SHE PAST AWAY, SELOFAN, 29.03.2019, Keller Klub, Stuttgart
2016 sinnierte das türkische Dark-Wave-Duo She Past Away in einem Interview darüber, warum sie eigentlich zu einem Konzertangebot aus dem Ausland niemals nein sagen könnten und ob sie eventuell nur wegen ihres Exoten-Bonus eingeladen würden. Heute muss man sich darüber längst keine Gedanken mehr machen. Volkan Caner und Doruk Öztürkcan sind eine feste Größe in der internationalen Dark-Wave-Szene und den Keller Klub füllen sie mühelos. Der ist allerdings auch ein gutes Stück kleiner als der ClubCANN, wo sie vor zwei Jahren auftraten.

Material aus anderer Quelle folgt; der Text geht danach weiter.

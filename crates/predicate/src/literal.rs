//! Recognizers for atomic filter text and conversion of literal text to typed constants.

use std::sync::LazyLock;

use nom::bytes::complete::{tag_no_case, take_till, take_till1};
use nom::character::complete::{char, one_of};
use nom::combinator::{all_consuming, map_opt, rest};
use nom::sequence::{delimited, preceded, terminated};
use nom::{IResult, Parser};
use rust_decimal::Decimal;
use uuid::Uuid;

use crate::ast::Predicate;
use crate::cache::TypeCache;
use crate::error::FilterSyntaxError;
use crate::options::Culture;
use crate::schema::ValueType;
use crate::value::{EnumValue, Value, parse_datetime};

type ParseResult<'a, T> = IResult<&'a str, T, FilterSyntaxError>;

/// Converts literal text to a value of one scalar type.
pub(crate) type LiteralParser = fn(&str, &Culture) -> Option<Value>;

static LITERAL_PARSERS: LazyLock<TypeCache<ValueType, Option<LiteralParser>>> =
    LazyLock::new(TypeCache::new);

fn is_quote(c: char) -> bool {
    c == '\'' || c == '"'
}

/// Matches `'text'` or `"text"` with no quotes inside, returning the text between them.
pub(crate) fn quoted_string(input: &str) -> Option<&str> {
    let parsed: ParseResult<&str> =
        all_consuming(delimited(one_of("'\""), take_till(is_quote), one_of("'\""))).parse(input);
    parsed.ok().map(|(_, content)| content)
}

/// Matches a decimal literal such as `19.99m`, returning the number before the suffix.
pub(crate) fn decimal_literal(input: &str) -> Option<&str> {
    let parsed: ParseResult<&str> =
        all_consuming(terminated(take_till1(|c: char| matches!(c, 'm' | 'M')), one_of("mM")))
            .parse(input);
    parsed.ok().map(|(_, number)| number)
}

/// Matches a prefixed literal such as `guid'...'` or `datetime'...'`.
pub(crate) fn typed_literal<'a>(prefix: &'static str, input: &'a str) -> Option<&'a str> {
    let parsed: ParseResult<&str> = all_consuming(preceded(
        tag_no_case(prefix),
        delimited(char('\''), take_till(|c: char| c == '\''), char('\'')),
    ))
    .parse(input);
    parsed.ok().map(|(_, content)| content)
}

fn call_arguments(input: &str) -> ParseResult<&str> {
    preceded(
        char('('),
        map_opt(rest, |remaining: &str| remaining.strip_suffix(')')),
    )
    .parse(input)
}

/// Matches `new TypeName(args)`, returning the type name and the raw argument text.
pub(crate) fn constructor_call(input: &str) -> Option<(&str, &str)> {
    let parsed: ParseResult<(&str, &str)> = preceded(
        tag_no_case("new "),
        (take_till1(|c: char| c == '(' || c == ')'), call_arguments),
    )
    .parse(input);
    parsed
        .ok()
        .map(|(_, (name, arguments))| (name.trim(), arguments))
}

/// Matches `name(args)` with non-empty arguments, returning the name and the raw argument text.
pub(crate) fn function_call(input: &str) -> Option<(&str, &str)> {
    let parsed: ParseResult<(&str, &str)> =
        (take_till1(|c: char| c == '(' || c == ')'), call_arguments).parse(input);
    parsed
        .ok()
        .filter(|(_, (_, arguments))| !arguments.trim().is_empty())
        .map(|(_, (name, arguments))| (name.trim(), arguments))
}

/// Byte offsets of the commas that sit outside quotes and parentheses.
fn top_level_commas(text: &str) -> Vec<usize> {
    let mut depth = 0_i32;
    let mut quote: Option<char> = None;
    let mut commas = Vec::new();
    for (index, c) in text.char_indices() {
        match (quote, c) {
            (Some(open), c) if c == open => quote = None,
            (Some(_), _) => {}
            (None, '\'' | '"') => quote = Some(c),
            (None, '(') => depth += 1,
            (None, ')') => depth -= 1,
            (None, ',') if depth == 0 => commas.push(index),
            _ => {}
        }
    }
    commas
}

/// Splits argument text at every top-level comma.
pub(crate) fn split_arguments(text: &str) -> Vec<&str> {
    if text.trim().is_empty() {
        return Vec::new();
    }
    let mut parts = Vec::new();
    let mut start = 0;
    for comma in top_level_commas(text) {
        parts.push(text[start..comma].trim());
        start = comma + 1;
    }
    parts.push(text[start..].trim());
    parts
}

/// Splits function arguments at the last top-level comma.
pub(crate) fn split_last_argument(text: &str) -> (&str, Option<&str>) {
    match top_level_commas(text).last() {
        Some(&comma) => (text[..comma].trim(), Some(text[comma + 1..].trim())),
        None => (text.trim(), None),
    }
}

/// Returns the cached parse routine for a scalar type, if the type has one.
pub(crate) fn literal_parser(ty: &ValueType) -> Option<LiteralParser> {
    LITERAL_PARSERS.get_or_insert_with(ty.clone(), || match ty {
        ValueType::Int32 => Some(parse_int32 as LiteralParser),
        ValueType::Int64 => Some(parse_int64 as LiteralParser),
        ValueType::Double => Some(parse_double as LiteralParser),
        ValueType::Decimal => Some(parse_decimal as LiteralParser),
        ValueType::DateTime => Some(parse_date as LiteralParser),
        _ => None,
    })
}

fn parse_int32(text: &str, culture: &Culture) -> Option<Value> {
    culture.normalize_number(text)?.parse().ok().map(Value::Int32)
}

fn parse_int64(text: &str, culture: &Culture) -> Option<Value> {
    culture.normalize_number(text)?.parse().ok().map(Value::Int64)
}

fn parse_double(text: &str, culture: &Culture) -> Option<Value> {
    culture
        .normalize_number(text)?
        .parse()
        .ok()
        .map(Value::Double)
}

/// Reads a decimal with or without its `m` suffix.
fn parse_decimal(text: &str, culture: &Culture) -> Option<Value> {
    let text = text.trim();
    let number = culture.normalize_number(decimal_literal(text).unwrap_or(text))?;
    number
        .parse::<Decimal>()
        .or_else(|_| Decimal::from_scientific(&number))
        .ok()
        .map(Value::Decimal)
}

fn parse_date(text: &str, culture: &Culture) -> Option<Value> {
    parse_datetime(text, &culture.date_formats).map(Value::DateTime)
}

fn parse_bool(text: &str) -> Option<bool> {
    if text.eq_ignore_ascii_case("true") {
        Some(true)
    } else if text.eq_ignore_ascii_case("false") {
        Some(false)
    } else {
        None
    }
}

fn conversion_error(token: &str, ty: &ValueType) -> FilterSyntaxError {
    FilterSyntaxError::new(token, format!("cannot convert literal to {ty}"))
}

/// Builds the constant for a quoted string.
///
/// Quoted text stays a string unless the expected type is an enum, guid or datetime, in which
/// case it must convert to that type.
pub(crate) fn quoted_constant(
    token: &str,
    content: &str,
    expected: Option<&ValueType>,
    culture: &Culture,
) -> Result<Predicate, FilterSyntaxError> {
    let Some(expected) = expected else {
        return Ok(Predicate::constant(content));
    };
    let value = match expected.underlying() {
        ValueType::Enum(enum_type) => enum_type
            .parse(content)
            .map(|value| Value::Enum(EnumValue::new(enum_type.clone(), value))),
        ValueType::Guid => Uuid::parse_str(content).ok().map(Value::Guid),
        ValueType::DateTime => parse_date(content, culture),
        _ => return Ok(Predicate::constant(content)),
    };
    value
        .map(|value| Predicate::typed_constant(value, expected.clone()))
        .ok_or_else(|| conversion_error(token, expected))
}

/// Resolves the well-known constant forms: `null`, prefixed guid and datetime literals, guid
/// keywords, enum members and text with a dedicated parse routine.
///
/// Returns `Ok(None)` when the token is none of these, so the caller can fall back to a plain
/// conversion.
pub(crate) fn known_constant(
    token: &str,
    expected: Option<&ValueType>,
    culture: &Culture,
) -> Result<Option<Predicate>, FilterSyntaxError> {
    if token.eq_ignore_ascii_case("null") {
        let ty = expected
            .filter(|ty| ty.accepts_null())
            .cloned()
            .unwrap_or(ValueType::Null);
        return Ok(Some(Predicate::typed_constant(Value::Null, ty)));
    }
    let typed = |value: Value, fallback: ValueType| {
        let ty = expected
            .filter(|ty| ty.underlying() == &fallback)
            .cloned()
            .unwrap_or(fallback);
        Predicate::typed_constant(value, ty)
    };
    if let Some(content) = typed_literal("guid", token) {
        let guid = Uuid::parse_str(content).map_err(|_| conversion_error(token, &ValueType::Guid))?;
        return Ok(Some(typed(Value::Guid(guid), ValueType::Guid)));
    }
    if let Some(content) = typed_literal("datetime", token) {
        let value =
            parse_date(content, culture).ok_or_else(|| conversion_error(token, &ValueType::DateTime))?;
        return Ok(Some(typed(value, ValueType::DateTime)));
    }

    let Some(expected) = expected else {
        return Ok(None);
    };
    let value = match expected {
        ValueType::Nullable(inner) => {
            return Ok(known_constant(token, Some(inner), culture)?.map(|node| match node {
                Predicate::Constant { value, .. } => {
                    Predicate::typed_constant(value, expected.clone())
                }
                other => other,
            }));
        }
        ValueType::Guid => {
            if token.eq_ignore_ascii_case("newguid()") {
                Value::Guid(Uuid::new_v4())
            } else if token.eq_ignore_ascii_case("empty") {
                Value::Guid(Uuid::nil())
            } else {
                Value::Guid(Uuid::parse_str(token).map_err(|_| conversion_error(token, expected))?)
            }
        }
        ValueType::Enum(enum_type) => {
            let value = enum_type.parse(token).ok_or_else(|| {
                FilterSyntaxError::new(
                    token,
                    format!("not a member of enum {}", enum_type.name()),
                )
            })?;
            Value::Enum(EnumValue::new(enum_type.clone(), value))
        }
        ty => match literal_parser(ty) {
            Some(parse) => parse(token, culture).ok_or_else(|| conversion_error(token, ty))?,
            None => return Ok(None),
        },
    };
    Ok(Some(Predicate::typed_constant(value, expected.clone())))
}

/// Converts the token to the expected type as a last resort.
///
/// Without an expected type the token is read as a boolean or a number. Numbers with an `m` suffix
/// are decimals.
pub(crate) fn convert(
    token: &str,
    expected: Option<&ValueType>,
    culture: &Culture,
) -> Result<Predicate, FilterSyntaxError> {
    match expected.map(ValueType::underlying) {
        Some(ValueType::Boolean) => parse_bool(token)
            .map(|value| Predicate::typed_constant(Value::Boolean(value), ValueType::Boolean))
            .ok_or_else(|| conversion_error(token, &ValueType::Boolean)),
        Some(ValueType::String) => Ok(Predicate::constant(token)),
        Some(ty) => Err(conversion_error(token, ty)),
        None => infer_literal(token, culture).ok_or_else(|| {
            FilterSyntaxError::new(token, "not a property, function or literal")
        }),
    }
}

fn infer_literal(token: &str, culture: &Culture) -> Option<Predicate> {
    if let Some(value) = parse_bool(token) {
        return Some(Predicate::constant(value));
    }
    if decimal_literal(token).is_some() {
        return parse_decimal(token, culture).map(Predicate::constant);
    }
    [ValueType::Int32, ValueType::Int64, ValueType::Double]
        .iter()
        .find_map(|ty| literal_parser(ty)?(token, culture))
        .map(Predicate::constant)
}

Das trotz der Enge wie immer sympathisch entspannte Publikum solcher Dark-Wave-Gigs ist natürlich durchgängig schwarz gewandet. Mit meinem beigen Harrington-Jacket passe ich jedenfalls in etwa so gut dazu wie mit einem rosa Einhorn-Kostüm. Das hindert uns aber nicht daran, unseren Lieblingsplatz vorne links anzusteuern. Und auf der Bühne schickt sich bereits um kurz nach acht das griechische Minimal-Synth-Duo Selofan an, den Abend zu eröffnen. Im Gepäck haben Joanna Badtrip und Dimitris Pavlidis ihr aktuelles Album „Vitrioli“. Natürlich kommt in dieser Minimalbesetzung der größte Teil der Musik aus dem Computer. Pavlidis spielt einen echten Bass zum synthetischen Elektrobeat, Joanna singt in der für diese Genre so typischen tiefen Tonlage. Im Hintergrund laufen Videos, die auch die beachtliche visuelle Kreativität des Duos untermalen.
Der sparsame Einsatz eines Saxophons, eines Schellenrings oder eines Mini-Vintage-Casios sind (neben der umwerfenden Haarpracht) die einzigen Extravaganzen, die sich Selofan gönnen. Die Verweise auf die Achtziger sind unüberhörbar, und der Hit „Ist Die Liebe Tot?“ könnte mit seinem Krupps-Sequenzer und seinem DAF-mäßigen Text direkt aus der Frühzeit der NDW stammen. (Im Titeltrack „Vitrioli“ versteckt sich übrigens auch eine schöne Cure-Gitarre) Dem Publikum gefällt’s ganz offensichtlich, die Stimmung ist wohlig düster, der Laden kommt langsam in Bewegung. (Wenn da nur nicht dieser eine unermüdliche und nicht ganz taktsichere Dauermitklatscher ausgerechnet direkt neben uns stehen würde!)
Unangenehm macht sich die lichttechnische Ausstattung des Keller Klubs bemerkbar. Während Selofan anfangs noch in einer unpassend-poppigen Rot-Gelb-Licht-Stimmung spielen, wird es im Laufe des Gigs – vermutlich mit dem Ziel, eine angemessen düstere Atmosphäre zu schaffen – immer dunkler. Nebel gibt es weiterhin keinen und blaue Scheinwerfer sind auch rar. Da kann man nur neidvoll auf das Konzert von 2017 schielen, wo im ClubCANN alle Effektregister gezogen wurden. Davon unbeeindruckend machen She Past Away nahtlos dort weiter, wo ihre Label-Kollegen Selofan aufgehört haben. Minimaler Sound, elektronische Retorten-Beats und tiefer Gesang (diesmal in Männer-Stimmlage, deshalb eher Richtung Andrew Eldritch). Volkan Caner spielt dazu Gitarre, Doruk Öztürkcan betätigt sich an einem Tisch voller elektronischer Tasten-Instrumente.
Die beiden spulen ihr Programm ohne größere Unterbrechungen oder gar Publikumsansprachen sehr professionell ab. Das entfaltet zum einen eine gewisse hypnotische Atmosphäre, die den größten Teil des Publikums auch zum Tanzen animiert. Zum anderen ist es in seiner höhepunktlosen Gleichförmigkeit – man verzeihe mir angesichts der vielen bleich gekalkten Gesichter im Publikum das Wortspiel – auch etwas blutleer. Dennoch kann man auf der Habenseite verbuchen, zusammen mit den nahezu gleichwertigen Selofan ein veritables Doppelkonzert bekommen zu haben, und angesichts der frühen Uhrzeit (typisch für die Doppelbelegungen in den Clubs am Wochenende) noch ausreichend Zeit zum Weiterfeiern zu haben.